Provided records:

//! Command implementations
//!
//! Each command loads the [`Workspace`] for the current directory and drives
//! one `tandem_core` component. Output goes to stdout; diagnostics go through
//! `tracing` to stderr.

pub mod backlog;
pub mod locks;
pub mod report;
pub mod session;

use std::path::{Path, PathBuf};

use anyhow::{Context, Result};
use chrono::{Local, NaiveDate};
use tandem_core::{config::load_config_from, AgentId, Config};

/// Project directory plus its merged configuration.
#[derive(Debug, Clone)]
pub struct Workspace {
    pub root: PathBuf,
    pub config: Config,
}

impl Workspace {
    /// Workspace rooted at the current directory.
    pub fn current() -> Result<Self> {
        let root = std::env::current_dir().context("Failed to get current directory")?;
        Self::at(root)
    }

    pub fn at(root: PathBuf) -> Result<Self> {
        let config = load_config_from(&root)?;
        Ok(Self { root, config })
    }

    /// Acting agent: `explicit` if given, else environment detection, else
    /// the configured default.
    pub fn agent(&self, explicit: Option<&str>) -> AgentId {
        AgentId::resolve(explicit, &self.config.default_agent)
    }

    pub fn logs_root(&self) -> PathBuf {
        self.config.logs_path(&self.root)
    }

    /// `explicit` relative to the root, else the first configured backlog
    /// candidate that exists.
    pub fn backlog_path(&self, explicit: Option<&Path>) -> Result<PathBuf> {
        if let Some(path) = explicit {
            return Ok(self.root.join(path));
        }
        self.config.find_backlog(&self.root).ok_or_else(|| {
            tandem_core::Error::NotFound(format!(
                "backlog file (looked for {})",
                self.config.backlog_candidates.join(", ")
            ))
            .into()
        })
    }
}

pub fn today() -> NaiveDate {
    Local::now().date_naive()
}
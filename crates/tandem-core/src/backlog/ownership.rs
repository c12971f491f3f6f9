//! Epic ownership checks.
//!
//! Resolution and enforcement are separate steps: [`resolve`] reads the
//! backlog and says who owns the task's epic, and [`OwnershipPolicy`] turns
//! that answer plus the caller's `force` flag into allow or deny.

use serde::{Deserialize, Serialize};
use strum::{Display, EnumString};

use super::grammar::{epic_number, Backlog};
use crate::{AgentId, Error, Result};

/// What the backlog says about the epic a task belongs to.
#[derive(Debug, Clone, PartialEq, Eq)]
pub enum OwnershipDecision {
    /// No epic header, or a header without an owner annotation
    Unclaimed,
    /// The caller owns the epic
    Owner,
    /// Someone else owns the epic
    Foreign { epic: String, owner: AgentId },
}

/// How a foreign owner is enforced.
#[derive(
    Debug, Clone, Copy, PartialEq, Eq, Hash, EnumString, Display, Serialize, Deserialize,
)]
#[strum(serialize_all = "lowercase")]
#[serde(rename_all = "lowercase")]
pub enum OwnershipPolicy {
    /// Deny unless forced; forcing proceeds with a warning
    Soft,
    /// Deny, force or not
    Strict,
}

/// Outcome of an ownership check.
#[derive(Debug, Clone, PartialEq, Eq)]
pub struct OwnershipCheck {
    pub allow: bool,
    pub message: Option<String>,
}

impl OwnershipCheck {
    const fn allowed() -> Self {
        Self {
            allow: true,
            message: None,
        }
    }
}

impl OwnershipPolicy {
    pub fn apply(self, decision: &OwnershipDecision, force: bool) -> OwnershipCheck {
        let OwnershipDecision::Foreign { epic, owner } = decision else {
            return OwnershipCheck::allowed();
        };

        match (self, force) {
            (Self::Soft, true) => OwnershipCheck {
                allow: true,
                message: Some(format!(
                    "Epic {epic} belongs to '{owner}', but proceeding with --force."
                )),
            },
            (Self::Soft, false) => OwnershipCheck {
                allow: false,
                message: Some(format!(
                    "Epic {epic} belongs to '{owner}'. Use --force to override."
                )),
            },
            (Self::Strict, _) => OwnershipCheck {
                allow: false,
                message: Some(format!(
                    "Epic {epic} belongs to '{owner}' and the ownership policy is strict."
                )),
            },
        }
    }

    /// [`OwnershipPolicy::apply`] as a `Result`, carrying any warning.
    ///
    /// # Errors
    ///
    /// Returns `Error::OwnershipConflict` when the policy denies the caller.
    pub fn enforce(self, decision: &OwnershipDecision, force: bool) -> Result<Option<String>> {
        let check = self.apply(decision, force);
        match decision {
            OwnershipDecision::Foreign { epic, owner } if !check.allow => {
                Err(Error::OwnershipConflict {
                    epic: epic.clone(),
                    owner: owner.to_string(),
                })
            }
            _ => Ok(check.message),
        }
    }
}

/// Who owns the epic of `task_id` according to `backlog`.
pub fn resolve(backlog: &Backlog, task_id: &str, agent: &AgentId) -> OwnershipDecision {
    let Some(number) = epic_number(task_id) else {
        return OwnershipDecision::Unclaimed;
    };

    match backlog.epic(&number).and_then(|epic| epic.owner) {
        None => OwnershipDecision::Unclaimed,
        Some(owner) if owner == *agent => OwnershipDecision::Owner,
        Some(owner) => OwnershipDecision::Foreign { epic: number, owner },
    }
}

/// Ownership check under the default soft policy.
pub fn check(content: &str, task_id: &str, agent: &AgentId, force: bool) -> OwnershipCheck {
    check_with_policy(content, task_id, agent, force, OwnershipPolicy::Soft)
}

pub fn check_with_policy(
    content: &str,
    task_id: &str,
    agent: &AgentId,
    force: bool,
    policy: OwnershipPolicy,
) -> OwnershipCheck {
    let decision = resolve(&Backlog::parse(content), task_id, agent);
    tracing::debug!(task_id, %agent, ?decision, %policy, "ownership resolved");
    policy.apply(&decision, force)
}

#[cfg(test)]
mod tests {
    use super::*;

    const BACKLOG: &str = "## Epic 2: Billing\n\
- [ ] **Story 2.1:** Invoices\n\
\n\
## Epic 3: Reports [OWNER: claude_code] ⏳\n\
- [ ] **Story 3.1:** Weekly summary\n";

    fn agent(name: &str) -> AgentId {
        AgentId::new(name)
    }

    #[test]
    fn test_missing_epic_is_allowed() {
        let result = check(BACKLOG, "9.1", &agent("antigravity"), false);
        assert_eq!(result, OwnershipCheck::allowed());
    }

    #[test]
    fn test_unowned_epic_is_allowed() {
        let result = check(BACKLOG, "2.1", &agent("antigravity"), false);
        assert_eq!(result, OwnershipCheck::allowed());
    }

    #[test]
    fn test_owner_is_allowed() {
        let result = check(BACKLOG, "Story 3.1", &agent("claude_code"), false);
        assert_eq!(result, OwnershipCheck::allowed());
    }

    #[test]
    fn test_foreign_epic_is_denied() {
        let result = check(BACKLOG, "3.1", &agent("antigravity"), false);
        assert!(!result.allow);
        assert_eq!(
            result.message.as_deref(),
            Some("Epic 3 belongs to 'claude_code'. Use --force to override.")
        );
    }

    #[test]
    fn test_force_allows_with_warning() {
        let result = check(BACKLOG, "3.1", &agent("antigravity"), true);
        assert!(result.allow);
        assert!(result
            .message
            .as_deref()
            .is_some_and(|m| m.contains("proceeding with --force")));
    }

    #[test]
    fn test_strict_policy_ignores_force() {
        let result = check_with_policy(
            BACKLOG,
            "3.1",
            &agent("antigravity"),
            true,
            OwnershipPolicy::Strict,
        );
        assert!(!result.allow);
    }

    #[test]
    fn test_enforce_maps_denial_to_error() {
        let decision = OwnershipDecision::Foreign {
            epic: "3".into(),
            owner: agent("claude_code"),
        };
        assert!(matches!(
            OwnershipPolicy::Soft.enforce(&decision, false),
            Err(Error::OwnershipConflict { .. })
        ));
        assert!(matches!(
            OwnershipPolicy::Soft.enforce(&decision, true),
            Ok(Some(_))
        ));
        assert_eq!(
            OwnershipPolicy::Soft.enforce(&OwnershipDecision::Owner, false),
            Ok(None)
        );
    }

    #[test]
    fn test_policy_parses_lowercase() {
        assert_eq!("strict".parse::<OwnershipPolicy>(), Ok(OwnershipPolicy::Strict));
        assert_eq!(OwnershipPolicy::Soft.to_string(), "soft");
        assert!("hard".parse::<OwnershipPolicy>().is_err());
    }
}
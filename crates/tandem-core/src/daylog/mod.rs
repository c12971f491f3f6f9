//! Per-day session logs.
//!
//! One markdown file per calendar day under `<logs_dir>/<YYYY>/`. Logs are
//! parsed into a [`DayLog`], edited structurally and rendered back; lines
//! that were not edited are written back unchanged.

mod document;
mod duration;
mod entry;

pub use document::{log_path, DayLog};
pub use duration::{elapsed_minutes, format_clock, format_duration, parse_clock, parse_duration};
pub use entry::{Entry, EntryStatus, NO_ACTIVITY};
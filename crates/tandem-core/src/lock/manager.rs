//! Lock acquisition, release and bounded waiting.

use std::{path::Path, sync::Arc, time::Duration};

use chrono::{DateTime, Utc};

use super::{
    queries::{is_stale, validate_resource_name},
    store::{FsLockStore, LockStore},
    types::{Acquisition, LockGuard, LockRecord, LockStatus},
};
use crate::{Config, Error, Result};

type Clock = Arc<dyn Fn() -> DateTime<Utc> + Send + Sync>;

/// Acquires and releases named locks on top of a [`LockStore`].
pub struct LockManager<S: LockStore = FsLockStore> {
    store: S,
    stale_after: Duration,
    poll_interval: Duration,
    clock: Clock,
}

impl LockManager<FsLockStore> {
    /// Filesystem-backed manager rooted at `root` using the lock settings
    /// from `config`.
    pub fn from_config(config: &Config, root: &Path) -> Self {
        Self::new(
            FsLockStore::new(config.lock_dir(root)),
            config.lock.stale_after(),
            config.lock.poll_interval(),
        )
    }
}

impl<S: LockStore> LockManager<S> {
    pub fn new(store: S, stale_after: Duration, poll_interval: Duration) -> Self {
        Self {
            store,
            stale_after,
            poll_interval,
            clock: Arc::new(Utc::now),
        }
    }

    /// Replace the wall clock, for deterministic staleness tests.
    pub fn with_clock(mut self, clock: impl Fn() -> DateTime<Utc> + Send + Sync + 'static) -> Self {
        self.clock = Arc::new(clock);
        self
    }

    pub fn store(&self) -> &S {
        &self.store
    }

    pub const fn stale_after(&self) -> Duration {
        self.stale_after
    }

    fn now(&self) -> DateTime<Utc> {
        (self.clock)()
    }

    /// Single acquisition attempt with full detail.
    ///
    /// # Errors
    ///
    /// Returns an error for invalid resource names and store IO faults.
    /// Contention is `Ok(Acquisition::Held)`, never an error.
    pub fn try_acquire(&self, resource: &str, owner: &str) -> Result<Acquisition> {
        validate_resource_name(resource)?;

        self.store.exclusive(resource, || {
            let now = self.now();
            let record = LockRecord::new(resource, owner, now);

            let existing = match self.store.load(resource) {
                Ok(existing) => existing,
                Err(Error::Parse(reason)) => {
                    tracing::warn!(resource, %reason, "discarding unreadable lock record");
                    self.store.remove(resource)?;
                    None
                }
                Err(e) => return Err(e),
            };

            match existing {
                None => {
                    if self.store.create(&record)? {
                        tracing::debug!(resource, owner, "lock acquired");
                        Ok(Acquisition::Acquired(record))
                    } else {
                        // Lost a race with a writer outside the guard.
                        let held = self.store.load(resource)?.unwrap_or(record);
                        Ok(Acquisition::Held(held))
                    }
                }
                Some(previous) if is_stale(&previous, now, self.stale_after) => {
                    tracing::warn!(
                        resource,
                        previous_owner = %previous.owner,
                        age_secs = previous.age_secs(now),
                        "evicting stale lock"
                    );
                    self.store.remove(resource)?;
                    if self.store.create(&record)? {
                        Ok(Acquisition::Evicted { record, previous })
                    } else {
                        Ok(Acquisition::Held(previous))
                    }
                }
                Some(held) => {
                    tracing::debug!(resource, holder = %held.owner, "lock busy");
                    Ok(Acquisition::Held(held))
                }
            }
        })
    }

    /// Take the lock if it is free or stale. Faults count as "not acquired".
    pub fn acquire(&self, resource: &str, owner: &str) -> bool {
        match self.try_acquire(resource, owner) {
            Ok(acquisition) => acquisition.is_acquired(),
            Err(e) => {
                tracing::warn!(resource, owner, "lock acquisition failed: {e}");
                false
            }
        }
    }

    /// Remove the record for `resource`. Absent records are fine.
    ///
    /// Holder identity is not checked; callers are trusted to release only
    /// what they hold.
    pub fn release(&self, resource: &str, owner: &str) {
        match self.store.remove(resource) {
            Ok(()) => tracing::debug!(resource, owner, "lock released"),
            Err(e) => tracing::warn!(resource, owner, "lock release failed: {e}"),
        }
    }

    /// Poll [`LockManager::acquire`] until it succeeds or `max_wait` elapses.
    pub async fn wait_for_lock(&self, resource: &str, owner: &str, max_wait: Duration) -> bool {
        let deadline = tokio::time::Instant::now() + max_wait;
        loop {
            if self.acquire(resource, owner) {
                return true;
            }
            let now = tokio::time::Instant::now();
            if now >= deadline {
                tracing::debug!(resource, owner, ?max_wait, "gave up waiting for lock");
                return false;
            }
            tokio::time::sleep(self.poll_interval.min(deadline - now)).await;
        }
    }

    /// Wait for the lock and hand back a guard that releases on drop.
    pub async fn guard(
        &self,
        resource: &str,
        owner: &str,
        max_wait: Duration,
    ) -> Option<LockGuard<'_, S>> {
        if self.wait_for_lock(resource, owner, max_wait).await {
            Some(LockGuard {
                manager: self,
                resource: resource.to_string(),
                owner: owner.to_string(),
                released: false,
            })
        } else {
            None
        }
    }

    /// The live (non-stale) record for `resource`, if any.
    pub fn holder(&self, resource: &str) -> Result<Option<LockRecord>> {
        let now = self.now();
        Ok(self
            .store
            .load(resource)?
            .filter(|record| !is_stale(record, now, self.stale_after)))
    }

    /// All stored records with their staleness verdicts.
    pub fn records(&self) -> Result<Vec<LockStatus>> {
        let now = self.now();
        Ok(self
            .store
            .list()?
            .into_iter()
            .map(|record| LockStatus {
                age_secs: record.age_secs(now),
                stale: is_stale(&record, now, self.stale_after),
                record,
            })
            .collect())
    }
}

impl<S: LockStore> std::fmt::Debug for LockManager<S> {
    fn fmt(&self, f: &mut std::fmt::Formatter<'_>) -> std::fmt::Result {
        f.debug_struct("LockManager")
            .field("stale_after", &self.stale_after)
            .field("poll_interval", &self.poll_interval)
            .finish_non_exhaustive()
    }
}

#[cfg(test)]
mod tests {
    use std::sync::atomic::{AtomicI64, Ordering};

    use super::*;
    use crate::lock::MemoryLockStore;

    fn manager() -> LockManager<MemoryLockStore> {
        LockManager::new(
            MemoryLockStore::new(),
            Duration::from_secs(300),
            Duration::from_millis(10),
        )
    }

    #[test]
    fn test_second_owner_is_refused() {
        let locks = manager();
        assert!(locks.acquire("backlog", "antigravity"));
        assert!(!locks.acquire("backlog", "claude_code"));
    }

    #[test]
    fn test_same_owner_is_also_refused() {
        let locks = manager();
        assert!(locks.acquire("backlog", "antigravity"));
        assert!(!locks.acquire("backlog", "antigravity"));
    }

    #[test]
    fn test_release_then_reacquire() {
        let locks = manager();
        assert!(locks.acquire("backlog", "antigravity"));
        locks.release("backlog", "antigravity");
        assert!(locks.acquire("backlog", "claude_code"));
    }

    #[test]
    fn test_release_without_record_is_noop() -> Result<()> {
        let locks = manager();
        locks.release("backlog", "antigravity");
        assert!(locks.holder("backlog")?.is_none());
        Ok(())
    }

    #[test]
    fn test_stale_lock_is_evicted() -> Result<()> {
        let offset = Arc::new(AtomicI64::new(0));
        let clock_offset = Arc::clone(&offset);
        let base = Utc::now();
        let locks = manager().with_clock(move || {
            base + chrono::Duration::seconds(clock_offset.load(Ordering::SeqCst))
        });

        assert!(locks.acquire("backlog", "antigravity"));
        offset.store(299, Ordering::SeqCst);
        assert!(!locks.acquire("backlog", "claude_code"));

        offset.store(301, Ordering::SeqCst);
        match locks.try_acquire("backlog", "claude_code")? {
            Acquisition::Evicted { record, previous } => {
                assert_eq!(record.owner, "claude_code");
                assert_eq!(previous.owner, "antigravity");
            }
            other => return Err(Error::InvalidInput(format!("expected eviction, got {other:?}"))),
        }
        Ok(())
    }

    #[test]
    fn test_invalid_resource_is_not_acquired() {
        let locks = manager();
        assert!(!locks.acquire("../etc", "antigravity"));
        assert!(locks.try_acquire("", "antigravity").is_err());
    }

    #[tokio::test]
    async fn test_wait_for_lock_times_out() {
        let locks = manager();
        assert!(locks.acquire("backlog", "antigravity"));
        let acquired = locks
            .wait_for_lock("backlog", "claude_code", Duration::from_millis(50))
            .await;
        assert!(!acquired);
    }

    #[tokio::test]
    async fn test_guard_releases_on_drop() -> Result<()> {
        let locks = manager();
        {
            let guard = locks
                .guard("backlog", "antigravity", Duration::from_millis(50))
                .await;
            assert!(guard.is_some());
            assert_eq!(
                locks.holder("backlog")?.map(|r| r.owner),
                Some("antigravity".to_string())
            );
        }
        assert!(locks.holder("backlog")?.is_none());
        Ok(())
    }

    #[test]
    fn test_records_report_staleness() -> Result<()> {
        let base = Utc::now();
        let locks = manager().with_clock(move || base);
        locks.store().create(&LockRecord::new(
            "old",
            "antigravity",
            base - chrono::Duration::seconds(600),
        ))?;
        assert!(locks.acquire("backlog", "claude_code"));

        let statuses = locks.records()?;
        assert_eq!(statuses.len(), 2);
        assert!(!statuses[0].stale);
        assert_eq!(statuses[0].record.resource, "backlog");
        assert!(statuses[1].stale);
        assert_eq!(statuses[1].age_secs, 600);
        Ok(())
    }
}
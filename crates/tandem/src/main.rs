//! tandem - session logs and backlog coordination for cooperating agents

use std::process;

use tandem::cli::{build_cli, handlers};

#[tokio::main]
async fn main() {
    tracing_subscriber::fmt()
        .with_env_filter(
            tracing_subscriber::EnvFilter::try_from_default_env()
                .unwrap_or_else(|_| tracing_subscriber::EnvFilter::new("warn")),
        )
        .with_writer(std::io::stderr)
        .init();

    let matches = build_cli().get_matches();

    if let Err(err) = handlers::dispatch(&matches).await {
        #[allow(clippy::print_stderr)]
        {
            eprintln!("Error: {}", handlers::format_error(&err));
        }

        let code = err
            .downcast_ref::<tandem_core::Error>()
            .map(tandem_core::Error::exit_code)
            .unwrap_or_else(|| 1);

        #[allow(clippy::exit)]
        process::exit(code);
    }
}
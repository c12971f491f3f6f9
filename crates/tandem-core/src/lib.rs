//! # Tandem Core
//!
//! Coordination layer for agents that share one project checkout:
//!
//! - `lock`: cooperative, staleness-aware named locks on the filesystem
//! - `backlog`: backlog grammar, epic ownership checks, the mark-done mutator
//! - `session`: the single active work session per working directory
//! - `daylog`: parser/formatter for per-day session logs
//! - `aggregate`: read-only summaries over the log archive
//!
//! ## Laws (Compiler Enforced)
//!
//! - No `unwrap()` - returns `Result` instead
//! - No `expect()` - returns `Result` instead
//! - No `panic!()` - returns `Result` instead
//! - No `unsafe` - safe Rust only

#![deny(clippy::unwrap_used)]
#![deny(clippy::expect_used)]
#![deny(clippy::panic)]
#![warn(clippy::pedantic)]
#![forbid(unsafe_code)]

pub mod agent;
pub mod aggregate;
pub mod backlog;
pub mod config;
pub mod daylog;
mod error;
pub mod lock;
pub mod session;

pub use agent::AgentId;
pub use config::{load_config, Config, LockConfig, OwnershipConfig};
pub use error::{Error, Result};
pub use lock::{Acquisition, FsLockStore, LockGuard, LockManager, LockRecord, LockStore};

Problem:
Look for the string "chrono" in the records, and copy every line where it is found.

Task result:
use chrono::{Local, NaiveDate};
use chrono::{DateTime, Utc};
            base + chrono::Duration::seconds(clock_offset.load(Ordering::SeqCst))
            base - chrono::Duration::seconds(600),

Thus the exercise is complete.